К тому времени появились и другие издания, а также издательства – например, открытое в Петербурге "Загляне сонца i ў наша аконца", издавшее "Беларускi лемантар" К.Каганца, "Першае чытаньне для дзетак беларусаў" А.Тетки, "Другое чытаньне для дзяцей беларусаў" Я.Коласа), напечатанные в двух вариантах –латиницей и кириллицей. Появились издательства в Вильне и Минске. В 1910 г. В. Ластовский издает "Кароткую гісторыю Беларусі". Здесь уместно вспомнить и о коллекции И. Луцкевича (одежда, вооружение, слуцкие пояса и ковры, музыкальные инструменты и резные изделия, а также книги, монеты и т.п.), а также о других инициативах, предпринимаых "Нашай нiвай" – конкурсом женских народных одежд (1911 г.), целевой рассылкой сведений о народных промыслах –гончарном, столярном, ткачеством и т.д. В 1906 г. в Николаевщине состоялся нелегальный съезд белорусских учителей, на котором было выдвинуто требование преподавания на родном языке. Началось широкое национально-культурное движение среди студентов учительских институтов, сельскохозяйственных школ и семинарий. Таким образом цели фазы В были достигнуты.

Рисунки:

Ластовский – История имперских отношений, с. 180.
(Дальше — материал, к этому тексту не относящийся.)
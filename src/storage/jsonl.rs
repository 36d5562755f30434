//! JSONL storage for the local task hierarchy
//!
//! Tasks are stored in `.subnav/tasks.jsonl` with one JSON object per line.
//! Line order is the sibling order the local hierarchy reports.
//! Uses file locking for concurrent access safety.

use std::collections::{HashMap, HashSet};
use std::fs::{self, File, OpenOptions};
use std::io::{BufRead, BufReader, BufWriter, Write};
use std::path::{Path, PathBuf};

use anyhow::{bail, Context, Result};
use fs2::FileExt;

use crate::domain::{TaskId, TaskRecord};

/// Store for task records in JSONL format
pub struct TaskStore {
    path: PathBuf,
}

impl TaskStore {
    /// Creates a new task store at the given path
    pub fn new(path: impl Into<PathBuf>) -> Self {
        Self { path: path.into() }
    }

    /// Creates the default store for a project
    pub fn for_project(project_root: &Path) -> Self {
        Self::new(project_root.join(".subnav").join("tasks.jsonl"))
    }

    /// Returns the path to the store file
    pub fn path(&self) -> &Path {
        &self.path
    }

    /// Reads all tasks in file order
    ///
    /// A task written more than once keeps its first position and its last
    /// contents.
    pub fn read_all(&self) -> Result<Vec<TaskRecord>> {
        if !self.path.exists() {
            return Ok(Vec::new());
        }

        let file = File::open(&self.path)
            .with_context(|| format!("Failed to open task store: {}", self.path.display()))?;

        file.lock_shared()
            .context("Failed to acquire read lock on task store")?;

        let reader = BufReader::new(&file);
        let mut tasks: Vec<TaskRecord> = Vec::new();
        let mut positions: HashMap<TaskId, usize> = HashMap::new();

        for (line_num, line) in reader.lines().enumerate() {
            let line = line.with_context(|| format!("Failed to read line {}", line_num + 1))?;

            if line.trim().is_empty() {
                continue;
            }

            let task: TaskRecord = serde_json::from_str(&line)
                .with_context(|| format!("Failed to parse task at line {}", line_num + 1))?;

            match positions.get(&task.id) {
                Some(&pos) => tasks[pos] = task,
                None => {
                    positions.insert(task.id.clone(), tasks.len());
                    tasks.push(task);
                }
            }
        }

        Ok(tasks)
    }

    /// Looks up a single task
    pub fn get(&self, id: &TaskId) -> Result<Option<TaskRecord>> {
        Ok(self.read_all()?.into_iter().find(|t| &t.id == id))
    }

    /// Direct children of `parent`, in store order
    pub fn children(&self, parent: &TaskId) -> Result<Vec<TaskRecord>> {
        Ok(self
            .read_all()?
            .into_iter()
            .filter(|t| t.parent.as_ref() == Some(parent))
            .collect())
    }

    /// Writes all tasks to the store (full rewrite)
    pub fn write_all(&self, tasks: &[TaskRecord]) -> Result<()> {
        self.ensure_dir()?;

        // Write to temp file first
        let temp_path = self.path.with_extension("jsonl.tmp");

        {
            let file = OpenOptions::new()
                .write(true)
                .create(true)
                .truncate(true)
                .open(&temp_path)
                .with_context(|| format!("Failed to create temp file: {}", temp_path.display()))?;

            // Acquire exclusive lock
            file.lock_exclusive()
                .context("Failed to acquire write lock on task store")?;

            let mut writer = BufWriter::new(&file);
            for task in tasks {
                write_record(&mut writer, task)?;
            }
            writer.flush().context("Failed to flush task store")?;
        }

        fs::rename(&temp_path, &self.path).with_context(|| {
            format!(
                "Failed to rename {} to {}",
                temp_path.display(),
                self.path.display()
            )
        })?;

        Ok(())
    }

    /// Appends one record; a repeated id overrides the earlier line on read
    pub fn append(&self, task: &TaskRecord) -> Result<()> {
        self.ensure_dir()?;

        let file = OpenOptions::new()
            .create(true)
            .append(true)
            .open(&self.path)
            .with_context(|| format!("Failed to open task store: {}", self.path.display()))?;

        // Acquire exclusive lock
        file.lock_exclusive()
            .context("Failed to acquire write lock on task store")?;

        let mut writer = BufWriter::new(&file);
        write_record(&mut writer, task)?;
        writer.flush().context("Failed to flush task store")
    }

    fn ensure_dir(&self) -> Result<()> {
        match self.path.parent() {
            Some(dir) => fs::create_dir_all(dir)
                .with_context(|| format!("Failed to create directory: {}", dir.display())),
            None => Ok(()),
        }
    }

    /// Next free numeric id (one past the largest numeric id in use)
    pub fn next_id(&self) -> Result<TaskId> {
        let max = self
            .read_all()?
            .iter()
            .filter_map(|t| t.id.numeric())
            .max()
            .unwrap_or(0);
        Ok((max + 1).to_string().parse::<TaskId>()?)
    }

    /// Adds a new task; its parent (if any) must exist
    pub fn add(&self, task: &TaskRecord) -> Result<()> {
        let tasks = self.read_all()?;
        if tasks.iter().any(|t| t.id == task.id) {
            bail!("Task {} already exists", task.id);
        }
        if let Some(parent) = &task.parent {
            if !tasks.iter().any(|t| &t.id == parent) {
                bail!("Parent task not found: {}", parent);
            }
        }
        self.append(task)
    }

    /// Moves a task under a new parent (or to the root)
    ///
    /// The task becomes the last child of its new parent. Moving a task
    /// under itself or one of its descendants is rejected.
    pub fn reparent(&self, id: &TaskId, new_parent: Option<&TaskId>) -> Result<TaskRecord> {
        let mut tasks = self.read_all()?;
        let pos = tasks
            .iter()
            .position(|t| &t.id == id)
            .with_context(|| format!("Task not found: {}", id))?;

        if let Some(parent) = new_parent {
            if !tasks.iter().any(|t| &t.id == parent) {
                bail!("Parent task not found: {}", parent);
            }
            if subtree_ids(&tasks, id).contains(parent) {
                bail!("Cannot move task {} under its own subtree", id);
            }
        }

        let mut task = tasks.remove(pos);
        task.parent = new_parent.cloned();
        tasks.push(task.clone());
        self.write_all(&tasks)?;
        Ok(task)
    }

    /// Renames a task in place
    pub fn rename(&self, id: &TaskId, name: &str) -> Result<()> {
        let mut tasks = self.read_all()?;
        let task = tasks
            .iter_mut()
            .find(|t| &t.id == id)
            .with_context(|| format!("Task not found: {}", id))?;
        task.name = name.to_string();
        self.write_all(&tasks)
    }

    /// Removes a task and its whole subtree, returning how many were removed
    pub fn remove(&self, id: &TaskId) -> Result<usize> {
        let tasks = self.read_all()?;
        if !tasks.iter().any(|t| &t.id == id) {
            return Ok(0);
        }

        let doomed = subtree_ids(&tasks, id);
        let kept: Vec<TaskRecord> = tasks.into_iter().filter(|t| !doomed.contains(&t.id)).collect();
        self.write_all(&kept)?;
        Ok(doomed.len())
    }
}

fn write_record(writer: &mut impl Write, task: &TaskRecord) -> Result<()> {
    let line = serde_json::to_string(task).context("Failed to serialize task")?;
    writeln!(writer, "{}", line).context("Failed to write task")
}

/// `root` plus every task below it
fn subtree_ids(tasks: &[TaskRecord], root: &TaskId) -> HashSet<TaskId> {
    let mut found = HashSet::from([root.clone()]);
    let mut frontier = vec![root.clone()];

    while let Some(current) = frontier.pop() {
        for task in tasks {
            if task.parent.as_ref() == Some(&current) && found.insert(task.id.clone()) {
                frontier.push(task.id.clone());
            }
        }
    }
    found
}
Тетка – Сучасны беларускі партрэт, с. 151.

Как отмечал Хрох, успешность фазы В играет определяющую роль в том, чтобы состоялась следующая – Фаза С, т.е. подъем массового национального движения. Вот тут и коренится одна из сложностей белорусского национально-культурного проекта. Эта фаза развивалась вовсе не в "дистиллированных" условиях. Она началась в обстановке войны и двух революций, а продолжилась – в рамках СССР и в условиях "социалистического строительства наций" (В.И. Ленин). Вероятно, можно говорить о пролонгированной (удлиненной) фазе С, пусть с перепадами, но растянувшейся на весь советский период. Отсюда в очень и очень многом – противоречия процесса конструирования современной белорусской нации. Именно они и стали основанием для популярных воззрений на Беларусь как на самую советскую из республик СССР, а на белорусов – как на самый покорный и безропотный народ Советского Союза. Это же дало основание многим отечественным авторам (особенно в 1990-е годы) с тревогой писать о белорусах как о людях с несформированным не только национальным, но даже и этническим сознанием. Так ли это?